• _YOUR OBJECTIVE_: Below are the records. Gather each line that holds "readable".

____

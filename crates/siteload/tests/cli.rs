//! CLI tests for siteload against a throwaway local HTTP responder

use std::io::{Read, Write};
use std::net::TcpListener;
use std::path::PathBuf;
use std::thread;

use assert_cmd::Command;
use predicates::prelude::*;
use tempfile::TempDir;

/// Serve every request with `status_line` until the test process exits.
/// Returns the base URL.
fn spawn_server(status_line: &'static str) -> String {
    let listener = TcpListener::bind("127.0.0.1:0").unwrap();
    let addr = listener.local_addr().unwrap();

    thread::spawn(move || {
        for stream in listener.incoming() {
            let Ok(mut stream) = stream else { continue };
            thread::spawn(move || {
                let mut buf = [0u8; 4096];
                let _ = stream.read(&mut buf);
                let body = "ok";
                let response = format!(
                    "HTTP/1.1 {}\r\nContent-Length: {}\r\nConnection: close\r\n\r\n{}",
                    status_line,
                    body.len(),
                    body
                );
                let _ = stream.write_all(response.as_bytes());
            });
        }
    });

    format!("http://{}", addr)
}

/// Short smoke profile so tests finish in a couple of seconds
fn short_config(dir: &TempDir, extra: &str) -> PathBuf {
    let path = dir.path().join("siteload.toml");
    std::fs::write(
        &path,
        format!(
            "paths = [\"\", \"about-us\"]\n{}\n[smoke]\nvus = 2\nduration = \"2s\"\n",
            extra
        ),
    )
    .unwrap();
    path
}

fn siteload() -> Command {
    let mut cmd = Command::cargo_bin("siteload").unwrap();
    cmd.env_remove("RUST_LOG")
        .env_remove("BASE_URL")
        .env_remove("INSECURE_SKIP_TLS_VERIFY");
    cmd
}

#[test]
fn test_smoke_passes_against_healthy_site() {
    let base_url = spawn_server("200 OK");
    let dir = TempDir::new().unwrap();
    let config = short_config(&dir, "");

    siteload()
        .args(["smoke", "--base-url", &base_url, "--config"])
        .arg(&config)
        .assert()
        .success()
        .stdout(predicate::str::contains("Requests:      4"))
        .stdout(predicate::str::contains("PASS"))
        .stdout(predicate::str::contains("All thresholds passed"));
}

#[test]
fn test_smoke_fails_with_threshold_exit_code() {
    let base_url = spawn_server("500 Internal Server Error");
    let dir = TempDir::new().unwrap();
    let config = short_config(&dir, "");

    siteload()
        .args(["smoke", "--base-url", &base_url, "--config"])
        .arg(&config)
        .assert()
        .code(99)
        .stdout(predicate::str::contains("FAIL"))
        .stdout(predicate::str::contains("threshold(s) crossed"));
}

#[test]
fn test_base_url_from_environment() {
    let base_url = spawn_server("200 OK");
    let dir = TempDir::new().unwrap();
    let config = short_config(&dir, "");

    siteload()
        .env("BASE_URL", &base_url)
        .args(["smoke", "--config"])
        .arg(&config)
        .assert()
        .success()
        .stdout(predicate::str::contains(base_url.as_str()));
}

#[test]
fn test_json_report_written() {
    let base_url = spawn_server("200 OK");
    let dir = TempDir::new().unwrap();
    let config = short_config(&dir, "");
    let report_path = dir.path().join("report.json");

    siteload()
        .args(["smoke", "--base-url", &base_url, "--config"])
        .arg(&config)
        .arg("--json-report")
        .arg(&report_path)
        .assert()
        .success();

    let content = std::fs::read_to_string(&report_path).unwrap();
    let report: serde_json::Value = serde_json::from_str(&content).unwrap();
    assert_eq!(report["passed"], serde_json::Value::Bool(true));
    assert_eq!(report["state"], "completed");
    assert_eq!(report["summary"]["total_requests"], 4);
}

#[test]
fn test_malformed_base_url_is_fatal() {
    siteload()
        .args(["smoke", "--base-url", "not a url"])
        .assert()
        .code(2)
        .stderr(predicate::str::contains("invalid_url"));
}

#[test]
fn test_empty_path_list_is_fatal() {
    let dir = TempDir::new().unwrap();
    let path = dir.path().join("empty.toml");
    std::fs::write(&path, "paths = []\n").unwrap();

    siteload()
        .args(["load", "--config"])
        .arg(&path)
        .assert()
        .code(2)
        .stderr(predicate::str::contains("empty"))
        .stdout(predicate::str::is_empty());
}

#[test]
fn test_preflight_against_closed_port_aborts() {
    let listener = TcpListener::bind("127.0.0.1:0").unwrap();
    let port = listener.local_addr().unwrap().port();
    drop(listener);

    let dir = TempDir::new().unwrap();
    let config = short_config(&dir, "request_timeout = \"2s\"");

    siteload()
        .args(["smoke", "--preflight", "--config"])
        .arg(&config)
        .args(["--base-url", &format!("http://127.0.0.1:{}", port)])
        .assert()
        .code(2)
        .stderr(predicate::str::contains("preflight_failed"));
}

#[test]
fn test_out_of_range_duration_is_fatal() {
    let dir = TempDir::new().unwrap();
    let path = dir.path().join("huge.toml");
    std::fs::write(&path, "[smoke]\nduration = \"99999999999999999999h\"\n").unwrap();

    siteload()
        .args(["smoke", "--config"])
        .arg(&path)
        .assert()
        .code(2)
        .stderr(predicate::str::contains("invalid_duration"))
        .stderr(predicate::str::contains("panicked").not());
}
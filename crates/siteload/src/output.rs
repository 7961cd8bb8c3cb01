//! Human-readable run summary and report files

use std::path::Path;

use comfy_table::presets::UTF8_FULL;
use comfy_table::{Cell, Color, ContentArrangement, Table};
use libsiteload_core::{RunReport, SiteloadError, ThresholdResult};

/// Print the end-of-run summary to stdout
pub fn print_summary(report: &RunReport) {
    let summary = &report.summary;

    println!();
    println!("=== SITELOAD {} RESULTS ===", report.scenario.to_uppercase());
    println!();
    println!("Target:        {}", report.base_url);
    println!("Profile:       {}", report.profile.describe());
    println!("State:         {}", report.state.as_str());
    println!("Started:       {}", report.started_at.format("%Y/%m/%d %H:%M:%S UTC"));
    println!("Elapsed:       {:.2}s", summary.elapsed.as_secs_f64());
    println!("Peak VUs:      {}", summary.peak_vus);
    println!();
    println!("Requests:      {}", summary.total_requests);
    println!("Successful:    {}", summary.successful_requests);
    println!(
        "Failed:        {} ({:.2}%)",
        summary.failed_requests,
        summary.failure_rate * 100.0
    );
    println!("Requests/sec:  {:.2}", summary.requests_per_sec);

    if let Some(ref checks) = summary.checks {
        println!(
            "Checks:        '{}' {:.2}% ({} passed, {} failed)",
            checks.name,
            checks.pass_rate() * 100.0,
            checks.passed,
            checks.failed
        );
    }

    println!();
    match summary.latency {
        Some(ref latency) => {
            println!(
                "Latency:       min={:.2}ms avg={:.2}ms med={:.2}ms p90={:.2}ms p95={:.2}ms max={:.2}ms",
                latency.min_ms,
                latency.avg_ms,
                latency.med_ms,
                latency.p90_ms,
                latency.p95_ms,
                latency.max_ms
            );
        }
        None => println!("Latency:       no requests recorded"),
    }

    if !summary.status_counts.is_empty() {
        println!();
        let mut table = Table::new();
        table
            .load_preset(UTF8_FULL)
            .set_content_arrangement(ContentArrangement::Dynamic)
            .set_header(vec!["Status", "Count"]);
        for (status, count) in &summary.status_counts {
            table.add_row(vec![Cell::new(status), Cell::new(count)]);
        }
        println!("{table}");
    }

    println!();
    println!("{}", thresholds_table(&report.thresholds));
    println!();
    if report.passed {
        println!("All thresholds passed");
    } else {
        let failed = report.thresholds.iter().filter(|r| !r.passed).count();
        println!("{} threshold(s) crossed", failed);
    }
}

fn thresholds_table(results: &[ThresholdResult]) -> Table {
    let mut table = Table::new();
    table
        .load_preset(UTF8_FULL)
        .set_content_arrangement(ContentArrangement::Dynamic)
        .set_header(vec!["Metric", "Threshold", "Observed", "Result"]);

    for result in results {
        let observed = match result.observed {
            Some(value) => format!("{:.4}", value),
            None => "n/a".to_string(),
        };
        let verdict = if result.passed {
            Cell::new("PASS").fg(Color::Green)
        } else {
            Cell::new("FAIL").fg(Color::Red)
        };
        table.add_row(vec![
            Cell::new(result.threshold.metric.as_str()),
            Cell::new(result.threshold.expr()),
            Cell::new(observed),
            verdict,
        ]);
    }

    table
}

/// Write the report as pretty JSON
pub fn write_json_report(path: &Path, report: &RunReport) -> Result<(), SiteloadError> {
    let content = serde_json::to_string_pretty(report)?;
    std::fs::write(path, content)?;
    Ok(())
}

/// Single diagnostic line for a fatal error
pub fn output_error(err: &SiteloadError) {
    eprintln!("error [{}]: {}", err.error_code(), err);
}
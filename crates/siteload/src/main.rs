//! siteload - smoke and load checks for a website
//!
//! `siteload smoke` keeps a few virtual users on the home page;
//! `siteload load` ramps virtual users over random sitemap pages. Both exit
//! non-zero when a threshold is crossed.

mod cli;
mod output;

use clap::Parser;
use tracing::info;
use tracing_subscriber::{layer::SubscriberExt, util::SubscriberInitExt, EnvFilter};

use cli::Cli;
use libsiteload_core::{load_config, HttpFetcher, ScenarioRunner, Settings, SiteloadError};

/// Exit code when the run completed but a threshold failed
const THRESHOLDS_CROSSED_EXIT: i32 = 99;

#[tokio::main]
async fn main() {
    let cli = Cli::parse();

    // Logs go to stderr so stdout carries only the summary
    let filter = EnvFilter::try_from_default_env()
        .or_else(|_| EnvFilter::try_new(&cli.log_level))
        .unwrap_or_else(|_| EnvFilter::new("info"));

    tracing_subscriber::registry()
        .with(filter)
        .with(tracing_subscriber::fmt::layer().with_writer(std::io::stderr))
        .init();

    let code = match run(&cli).await {
        Ok(true) => 0,
        Ok(false) => THRESHOLDS_CROSSED_EXIT,
        Err(e) => {
            output::output_error(&e);
            e.exit_code()
        }
    };

    std::process::exit(code);
}

/// Returns whether every threshold passed
async fn run(cli: &Cli) -> Result<bool, SiteloadError> {
    let file = match cli.config {
        Some(ref path) => Some(load_config(path)?),
        None => None,
    };

    let mode = cli.mode();
    let settings = Settings::resolve(mode, file.as_ref(), &cli.overrides())?;
    let fetcher = HttpFetcher::new(
        settings.options.request_timeout,
        settings.insecure_skip_tls_verify,
    )?;

    info!(
        mode = mode.as_str(),
        paths = settings.targets.len(),
        insecure = settings.insecure_skip_tls_verify,
        "configuration resolved"
    );

    let mut runner = ScenarioRunner::new(
        mode.as_str(),
        settings.targets,
        settings.profile,
        settings.thresholds,
        settings.options,
        fetcher,
    )?;
    let report = runner.run().await?;

    output::print_summary(&report);

    if let Some(ref path) = cli.json_report {
        output::write_json_report(path, &report)?;
        println!("Report saved to {}", path.display());
    }

    Ok(report.passed)
}
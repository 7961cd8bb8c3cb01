//! HTTP GET seam used by the scenario runner

use std::future::Future;
use std::time::Duration;

use thiserror::Error;

use crate::error::Result;

/// Why a single request produced no HTTP status
#[derive(Debug, Clone, PartialEq, Eq, Error)]
pub enum FetchError {
    #[error("connection failed: {0}")]
    Connect(String),

    #[error("request timed out")]
    Timeout,

    #[error("request failed: {0}")]
    Request(String),
}

impl FetchError {
    pub fn as_str(&self) -> &'static str {
        match self {
            FetchError::Connect(_) => "connect_error",
            FetchError::Timeout => "timeout",
            FetchError::Request(_) => "request_error",
        }
    }
}

/// Issues one GET and reports the response status.
///
/// Implementations must not retry; the runner records whatever comes back.
pub trait Fetcher: Send + Sync + 'static {
    fn get(&self, url: &str) -> impl Future<Output = std::result::Result<u16, FetchError>> + Send;
}

/// Production fetcher backed by a shared `reqwest::Client`
#[derive(Debug, Clone)]
pub struct HttpFetcher {
    client: reqwest::Client,
}

impl HttpFetcher {
    /// Build a client with default redirect handling and no extra headers.
    ///
    /// `insecure_skip_tls_verify` accepts self-signed certificates for local
    /// testing.
    pub fn new(request_timeout: Duration, insecure_skip_tls_verify: bool) -> Result<Self> {
        let client = reqwest::Client::builder()
            .timeout(request_timeout)
            .danger_accept_invalid_certs(insecure_skip_tls_verify)
            .build()?;
        Ok(Self { client })
    }
}

impl Fetcher for HttpFetcher {
    async fn get(&self, url: &str) -> std::result::Result<u16, FetchError> {
        let response = self.client.get(url).send().await.map_err(classify)?;
        let status = response.status().as_u16();

        // Drain the body so the connection returns to the pool
        let _ = response.bytes().await;

        Ok(status)
    }
}

fn classify(err: reqwest::Error) -> FetchError {
    if err.is_timeout() {
        FetchError::Timeout
    } else if err.is_connect() {
        FetchError::Connect(err.to_string())
    } else {
        FetchError::Request(err.to_string())
    }
}
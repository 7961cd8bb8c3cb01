//! Per-request outcomes and the shared, append-only outcome log

use std::sync::atomic::{AtomicU64, AtomicUsize, Ordering};
use std::sync::RwLock;
use std::time::Duration;

use chrono::{DateTime, Utc};
use serde::{Deserialize, Serialize};

use crate::fetcher::FetchError;

/// Status codes counted as success when nothing else is configured
pub const DEFAULT_SUCCESS_STATUSES: &[u16] = &[200];

/// Result of one iteration's GET
#[derive(Debug, Clone, PartialEq, Serialize, Deserialize)]
pub struct RequestOutcome {
    /// HTTP status, `None` on network error or timeout
    pub status: Option<u16>,
    /// Wall time from send to response (or failure)
    #[serde(with = "serde_millis")]
    pub duration: Duration,
    pub timestamp: DateTime<Utc>,
    pub path: String,
    pub vu: usize,
    /// Error kind when `status` is `None`
    #[serde(default, skip_serializing_if = "Option::is_none")]
    pub error: Option<String>,
}

impl RequestOutcome {
    pub fn from_result(
        result: &std::result::Result<u16, FetchError>,
        duration: Duration,
        path: impl Into<String>,
        vu: usize,
    ) -> Self {
        let (status, error) = match result {
            Ok(status) => (Some(*status), None),
            Err(e) => (None, Some(e.as_str().to_string())),
        };
        Self {
            status,
            duration,
            timestamp: Utc::now(),
            path: path.into(),
            vu,
            error,
        }
    }

    /// Whether the response status is in `success_statuses`
    pub fn is_success(&self, success_statuses: &[u16]) -> bool {
        self.status.map_or(false, |s| success_statuses.contains(&s))
    }

    pub fn duration_ms(&self) -> f64 {
        self.duration.as_secs_f64() * 1000.0
    }

    /// Key used in the status breakdown
    pub fn status_key(&self) -> String {
        match (&self.status, &self.error) {
            (Some(status), _) => status.to_string(),
            (None, Some(kind)) => kind.to_uppercase(),
            (None, None) => "UNKNOWN".to_string(),
        }
    }
}

/// Append-only outcome store shared by all virtual users, plus live gauges
/// readable while the run is in progress.
pub struct OutcomeLog {
    outcomes: RwLock<Vec<RequestOutcome>>,
    success_statuses: Vec<u16>,

    pub total_requests: AtomicU64,
    pub failed_requests: AtomicU64,
    pub in_flight: AtomicUsize,
    pub active_vus: AtomicUsize,
    pub peak_vus: AtomicUsize,
}

impl OutcomeLog {
    pub fn new(success_statuses: Vec<u16>) -> Self {
        Self {
            outcomes: RwLock::new(Vec::new()),
            success_statuses,
            total_requests: AtomicU64::new(0),
            failed_requests: AtomicU64::new(0),
            in_flight: AtomicUsize::new(0),
            active_vus: AtomicUsize::new(0),
            peak_vus: AtomicUsize::new(0),
        }
    }

    /// Append one outcome
    pub fn record(&self, outcome: RequestOutcome) {
        self.total_requests.fetch_add(1, Ordering::Relaxed);
        if !outcome.is_success(&self.success_statuses) {
            self.failed_requests.fetch_add(1, Ordering::Relaxed);
        }

        // A panicked writer cannot leave the Vec half-pushed, so keep appending
        self.outcomes
            .write()
            .unwrap_or_else(|e| e.into_inner())
            .push(outcome);
    }

    pub fn request_started(&self) {
        self.in_flight.fetch_add(1, Ordering::Relaxed);
    }

    pub fn request_finished(&self) {
        self.in_flight.fetch_sub(1, Ordering::Relaxed);
    }

    pub fn vu_activated(&self) {
        let now = self.active_vus.fetch_add(1, Ordering::Relaxed) + 1;
        self.peak_vus.fetch_max(now, Ordering::Relaxed);
    }

    pub fn vu_deactivated(&self) {
        self.active_vus.fetch_sub(1, Ordering::Relaxed);
    }

    pub fn active_vus(&self) -> usize {
        self.active_vus.load(Ordering::Relaxed)
    }

    pub fn in_flight(&self) -> usize {
        self.in_flight.load(Ordering::Relaxed)
    }

    pub fn peak_vus(&self) -> usize {
        self.peak_vus.load(Ordering::Relaxed)
    }

    pub fn total_requests(&self) -> u64 {
        self.total_requests.load(Ordering::Relaxed)
    }

    pub fn failed_requests(&self) -> u64 {
        self.failed_requests.load(Ordering::Relaxed)
    }

    pub fn success_statuses(&self) -> &[u16] {
        &self.success_statuses
    }

    /// Copy of everything recorded so far
    pub fn snapshot(&self) -> Vec<RequestOutcome> {
        self.outcomes
            .read()
            .unwrap_or_else(|e| e.into_inner())
            .clone()
    }
}

impl Default for OutcomeLog {
    fn default() -> Self {
        Self::new(DEFAULT_SUCCESS_STATUSES.to_vec())
    }
}

mod serde_millis {
    use serde::{Deserialize, Deserializer, Serialize, Serializer};
    use std::time::Duration;

    pub fn serialize<S>(duration: &Duration, serializer: S) -> Result<S::Ok, S::Error>
    where
        S: Serializer,
    {
        (duration.as_secs_f64() * 1000.0).serialize(serializer)
    }

    pub fn deserialize<'de, D>(deserializer: D) -> Result<Duration, D::Error>
    where
        D: Deserializer<'de>,
    {
        let ms = f64::deserialize(deserializer)?;
        Duration::try_from_secs_f64(ms / 1000.0)
            .map_err(|_| serde::de::Error::custom(format!("invalid duration {}ms", ms)))
    }
}

#[cfg(test)]
mod tests {
    use super::*;
    use std::sync::Arc;

    fn outcome(status: Option<u16>) -> RequestOutcome {
        RequestOutcome {
            status,
            duration: Duration::from_millis(10),
            timestamp: Utc::now(),
            path: "".to_string(),
            vu: 0,
            error: status.is_none().then(|| "timeout".to_string()),
        }
    }

    #[test]
    fn test_success_uses_status_set() {
        assert!(outcome(Some(200)).is_success(DEFAULT_SUCCESS_STATUSES));
        assert!(!outcome(Some(500)).is_success(DEFAULT_SUCCESS_STATUSES));
        assert!(!outcome(Some(301)).is_success(DEFAULT_SUCCESS_STATUSES));
        assert!(outcome(Some(301)).is_success(&[200, 301]));
        assert!(!outcome(None).is_success(DEFAULT_SUCCESS_STATUSES));
    }

    #[test]
    fn test_status_key() {
        assert_eq!(outcome(Some(404)).status_key(), "404");
        assert_eq!(outcome(None).status_key(), "TIMEOUT");
    }

    #[test]
    fn test_from_fetch_error() {
        let o = RequestOutcome::from_result(&Err(FetchError::Timeout), Duration::from_secs(60), "about-us", 3);
        assert_eq!(o.status, None);
        assert_eq!(o.error.as_deref(), Some("timeout"));
        assert_eq!(o.vu, 3);
        assert_eq!(o.path, "about-us");
    }

    #[test]
    fn test_record_counts_failures() {
        let log = OutcomeLog::default();
        log.record(outcome(Some(200)));
        log.record(outcome(Some(500)));
        log.record(outcome(None));

        assert_eq!(log.total_requests(), 3);
        assert_eq!(log.failed_requests(), 2);
        assert_eq!(log.snapshot().len(), 3);
    }

    #[test]
    fn test_concurrent_appends_are_not_lost() {
        let log = Arc::new(OutcomeLog::default());
        let handles: Vec<_> = (0..8)
            .map(|_| {
                let log = Arc::clone(&log);
                std::thread::spawn(move || {
                    for _ in 0..250 {
                        log.record(outcome(Some(200)));
                    }
                })
            })
            .collect();
        for h in handles {
            h.join().unwrap();
        }

        assert_eq!(log.snapshot().len(), 2000);
        assert_eq!(log.total_requests(), 2000);
        assert_eq!(log.failed_requests(), 0);
    }

    #[test]
    fn test_record_survives_poisoned_lock() {
        let log = Arc::new(OutcomeLog::default());
        log.record(outcome(Some(200)));

        let poisoner = Arc::clone(&log);
        let result = std::thread::spawn(move || {
            let _guard = poisoner.outcomes.write().unwrap();
            panic!("writer died holding the lock");
        })
        .join();
        assert!(result.is_err());
        assert!(log.outcomes.is_poisoned());

        log.record(outcome(Some(500)));

        // Gauges and the evaluated snapshot stay in agreement
        let snapshot = log.snapshot();
        assert_eq!(snapshot.len(), 2);
        assert_eq!(log.total_requests(), 2);
        assert_eq!(log.failed_requests(), 1);
    }

    #[test]
    fn test_negative_duration_in_json_rejected() {
        let mut value = serde_json::to_value(outcome(Some(200))).unwrap();
        value["duration"] = serde_json::json!(-5.0);
        assert!(serde_json::from_value::<RequestOutcome>(value).is_err());
    }

    #[test]
    fn test_peak_vus_tracks_maximum() {
        let log = OutcomeLog::default();
        log.vu_activated();
        log.vu_activated();
        log.vu_activated();
        log.vu_deactivated();
        log.vu_activated();
        assert_eq!(log.active_vus(), 3);
        assert_eq!(log.peak_vus(), 3);
    }
}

____

• _ANSWER AREA_:
//! Human-readable run summary and report files
/// readable while the run is in progress.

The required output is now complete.